Simple, delicious, nutritious dal. If you don’t know Indian food, it’s like split pea soup without the ham bone, better vegetables and (usually) more complex flavor. If you do know dal, I don’t need to say anything else. Make a big batch and you can freeze any leftovers. And if you already have leftover veggies in the fridge, this is an incredibly versatile way to upcycle them into your next meal.
- 1 cup of mung dal (yellow split lentils)
- 1 quart of water
- ghee (clarified butter) or oil for sauté
- 1 teaspoon black mustard seeds
- 1 teaspoon turmeric
- 1 teaspoon ground cumin
- 1/2 teaspoon asafoetida
- 2 tablespoon grated fresh ginger
- 8 curry leaves
- 1 very large handful of spinach, roughly chopped
- 2 scallions, trimmed and chopped
1Put your choice of legumes in a saucepan with a medium to heavy bottom, add the water, and bring to a boil. (Energy saver: Soak overnight. If it’s the same day, bring to a boil, remove from heat, cover, and let it sit for an hour or more.) (Another energy saver: pressure cook or Instapot!) However you get there, you want the lentils really soft; some may hold their structure bust mostly they’ll disintegrate into a thick soup.
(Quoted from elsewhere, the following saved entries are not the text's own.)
//! Append-only user feedback on predictions and recommendations.
//!
//! Each submitted rating becomes one JSON line in a log file. Records are never
//! updated, deleted or deduplicated.

use std::collections::BTreeMap;
use std::fmt;
use std::fs::{self, File, OpenOptions};
use std::io::Write;
use std::path::{Path, PathBuf};
use std::str::FromStr;
use std::sync::Mutex;

use serde::{Deserialize, Serialize};

use crate::error::FeedbackError;
use crate::recommend::Recommendation;

/// UI-only state of the rating selector. Never persisted.
pub const RATING_PLACEHOLDER: &str = "Select an option";

pub const PRICE_FEEDBACK_FILE: &str = "price_predictor_feedback.jsonl";
pub const RECOMMENDATION_FEEDBACK_FILE: &str = "knn_recommendation_feedback.jsonl";

#[derive(Debug, Clone, Copy, PartialEq, Eq, Serialize, Deserialize)]
pub enum AccuracyRating {
    #[serde(rename = "Very Inaccurate")]
    VeryInaccurate,
    #[serde(rename = "Somewhat Inaccurate")]
    SomewhatInaccurate,
    #[serde(rename = "Neutral")]
    Neutral,
    #[serde(rename = "Somewhat Accurate")]
    SomewhatAccurate,
    #[serde(rename = "Very Accurate")]
    VeryAccurate,
}

impl AccuracyRating {
    pub const ALL: [AccuracyRating; 5] = [
        AccuracyRating::VeryInaccurate,
        AccuracyRating::SomewhatInaccurate,
        AccuracyRating::Neutral,
        AccuracyRating::SomewhatAccurate,
        AccuracyRating::VeryAccurate,
    ];

    pub fn label(&self) -> &'static str {
        match self {
            AccuracyRating::VeryInaccurate => "Very Inaccurate",
            AccuracyRating::SomewhatInaccurate => "Somewhat Inaccurate",
            AccuracyRating::Neutral => "Neutral",
            AccuracyRating::SomewhatAccurate => "Somewhat Accurate",
            AccuracyRating::VeryAccurate => "Very Accurate",
        }
    }
}

impl fmt::Display for AccuracyRating {
    fn fmt(&self, f: &mut fmt::Formatter<'_>) -> fmt::Result {
        f.write_str(self.label())
    }
}

impl FromStr for AccuracyRating {
    type Err = FeedbackError;

    fn from_str(raw: &str) -> Result<Self, Self::Err> {
        let raw = raw.trim();
        if raw.is_empty() || raw == RATING_PLACEHOLDER {
            return Err(FeedbackError::RatingNotSelected);
        }
        AccuracyRating::ALL
            .iter()
            .find(|rating| rating.label() == raw)
            .copied()
            .ok_or_else(|| FeedbackError::UnknownRating(raw.to_string()))
    }
}

/// What the user rated.
#[derive(Debug, Clone, PartialEq, Serialize, Deserialize)]
#[serde(rename_all = "snake_case")]
pub enum RatedOutcome {
    PredictedPrice(f64),
    Recommendations(Vec<Recommendation>),
}

#[derive(Debug, Clone, PartialEq, Serialize, Deserialize)]
pub struct FeedbackRecord {
    /// ISO-8601
    pub timestamp: String,
    #[serde(flatten)]
    pub outcome: RatedOutcome,
    pub accuracy_rating: AccuracyRating,
    pub comments: Option<String>,
    pub session_id: String,
    pub input_data: BTreeMap<String, f64>,
}

impl FeedbackRecord {
    /// Fails for the placeholder rating, so such feedback never reaches a sink.
    pub fn new(
        outcome: RatedOutcome,
        accuracy_rating: &str,
        comments: Option<&str>,
        session_id: &str,
        input_data: BTreeMap<String, f64>,
    ) -> Result<Self, FeedbackError> {
        let accuracy_rating = accuracy_rating.parse::<AccuracyRating>()?;
        let comments = comments
            .map(str::trim)
            .filter(|comment| !comment.is_empty())
            .map(String::from);

        Ok(FeedbackRecord {
            timestamp: chrono::Utc::now().to_rfc3339(),
            outcome,
            accuracy_rating,
            comments,
            session_id: session_id.to_string(),
            input_data,
        })
    }
}

pub trait FeedbackSink: Send + Sync {
    fn append(&self, record: &FeedbackRecord) -> Result<(), FeedbackError>;
}

/// One JSON object per line, appended under a lock.
pub struct JsonlFeedbackLog {
    path: PathBuf,
    file: Mutex<File>,
}

impl JsonlFeedbackLog {
    pub fn open(path: &Path) -> Result<Self, FeedbackError> {
        let io_error = |source| FeedbackError::Io {
            path: path.display().to_string(),
            source,
        };
        if let Some(parent) = path.parent() {
            fs::create_dir_all(parent).map_err(io_error)?;
        }
        let file = OpenOptions::new()
            .create(true)
            .append(true)
            .open(path)
            .map_err(io_error)?;
        Ok(JsonlFeedbackLog {
            path: path.to_path_buf(),
            file: Mutex::new(file),
        })
    }

    pub fn path(&self) -> &Path {
        &self.path
    }
}

impl FeedbackSink for JsonlFeedbackLog {
    fn append(&self, record: &FeedbackRecord) -> Result<(), FeedbackError> {
        let mut line = serde_json::to_string(record)?;
        line.push('\n');

        let mut file = self
            .file
            .lock()
            .unwrap_or_else(|poisoned| poisoned.into_inner());
        file.write_all(line.as_bytes())
            .and_then(|_| file.flush())
            .map_err(|source| FeedbackError::Io {
                path: self.path.display().to_string(),
                source,
            })
    }
}

/// The price and recommendation logs side by side in one directory.
pub struct FeedbackLogs {
    price: JsonlFeedbackLog,
    recommendations: JsonlFeedbackLog,
}

impl FeedbackLogs {
    pub fn open(directory: &str) -> Result<Self, FeedbackError> {
        let directory = Path::new(directory);
        let logs = FeedbackLogs {
            price: JsonlFeedbackLog::open(&directory.join(PRICE_FEEDBACK_FILE))?,
            recommendations: JsonlFeedbackLog::open(&directory.join(RECOMMENDATION_FEEDBACK_FILE))?,
        };
        tracing::info!("appending feedback to {}", directory.display());
        Ok(logs)
    }
}

impl FeedbackSink for FeedbackLogs {
    fn append(&self, record: &FeedbackRecord) -> Result<(), FeedbackError> {
        match record.outcome {
            RatedOutcome::PredictedPrice(_) => self.price.append(record),
            RatedOutcome::Recommendations(_) => self.recommendations.append(record),
        }
    }
}

#[cfg(test)]
mod feedback_test {
    use super::*;

    fn scratch_dir(name: &str) -> PathBuf {
        let directory = std::env::temp_dir().join(format!(
            "laptop-advisor-{}-{}",
            name,
            std::process::id()
        ));
        let _ = fs::remove_dir_all(&directory);
        directory
    }

    fn input_data() -> BTreeMap<String, f64> {
        vec![("ram_memoria_ram_GB".to_string(), 16.0)]
            .into_iter()
            .collect()
    }

    fn recommendations() -> Vec<Recommendation> {
        vec![Recommendation {
            listing: 1,
            title: "Apple MacBook Pro".to_string(),
            price: 1200.0,
            similarity: 1.0,
        }]
    }

    #[test]
    fn should_parse_the_five_ratings() {
        for rating in AccuracyRating::ALL.iter() {
            assert_eq!(*rating, rating.label().parse::<AccuracyRating>().unwrap());
        }
        assert!(matches!(
            "Mostly fine".parse::<AccuracyRating>(),
            Err(FeedbackError::UnknownRating(_))
        ));
    }

    #[test]
    fn should_reject_placeholder_before_reaching_the_sink() {
        let directory = scratch_dir("placeholder");
        let logs = FeedbackLogs::open(directory.to_str().unwrap()).unwrap();

        let result = FeedbackRecord::new(
            RatedOutcome::Recommendations(recommendations()),
            RATING_PLACEHOLDER,
            Some("looks right"),
            "session-a",
            input_data(),
        )
        .and_then(|record| logs.append(&record));

        assert!(matches!(result, Err(FeedbackError::RatingNotSelected)));
        let written = fs::read_to_string(directory.join(RECOMMENDATION_FEEDBACK_FILE)).unwrap();
        assert!(written.is_empty());
    }

    #[test]
    fn should_append_one_line_per_event_to_the_matching_log() {
        let directory = scratch_dir("append");
        let logs = FeedbackLogs::open(directory.to_str().unwrap()).unwrap();

        for comment in &[Some("  "), Some("spot on")] {
            let record = FeedbackRecord::new(
                RatedOutcome::Recommendations(recommendations()),
                "Very Accurate",
                *comment,
                "session-a",
                input_data(),
            )
            .unwrap();
            logs.append(&record).unwrap();
        }
        let price = FeedbackRecord::new(
            RatedOutcome::PredictedPrice(1234.5),
            "Neutral",
            None,
            "session-b",
            input_data(),
        )
        .unwrap();
        logs.append(&price).unwrap();

        let written = fs::read_to_string(directory.join(RECOMMENDATION_FEEDBACK_FILE)).unwrap();
        let lines: Vec<&str> = written.lines().collect();
        assert_eq!(2, lines.len());

        let first: serde_json::Value = serde_json::from_str(lines[0]).unwrap();
        assert_eq!("Very Accurate", first["accuracy_rating"]);
        assert!(first["comments"].is_null());
        assert_eq!("Apple MacBook Pro", first["recommendations"][0]["title"]);
        assert_eq!(16.0, first["input_data"]["ram_memoria_ram_GB"]);
        assert!(chrono::DateTime::parse_from_rfc3339(first["timestamp"].as_str().unwrap()).is_ok());

        let second: FeedbackRecord = serde_json::from_str(lines[1]).unwrap();
        assert_eq!(Some("spot on".to_string()), second.comments);

        let price_log = fs::read_to_string(directory.join(PRICE_FEEDBACK_FILE)).unwrap();
        let parsed: serde_json::Value = serde_json::from_str(price_log.trim()).unwrap();
        assert_eq!(1234.5, parsed["predicted_price"]);
        assert_eq!("session-b", parsed["session_id"]);
    }
}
2When the dal is near ready, heat the ghee or oil in a large saucepan or soup pot. (It’s worth thinking here about which pot the food will end up in at the end. If you pour the lentils into the pot you’re about to do your cooking in you’ll capture ALL of the flavor without much effort, and also make cleanup a little easier.)
3Add the mustard seeds; wait until they begin to pop. Reduce the heat a pinch and add turmeric, cumin, ginger, curry leaves, and asafoetida and sauté for a brief minute or two. There is very little volume or extra moisture in these ingredients, so too much heat here is a real danger. Add the cooked legumes, bring to a boil, and stir in the spinach—or leftover veggies—and scallions.
4Simmer as needed to cook and meld the ingredients, adjust seasoning, and serve with rice, roti, or simply plain.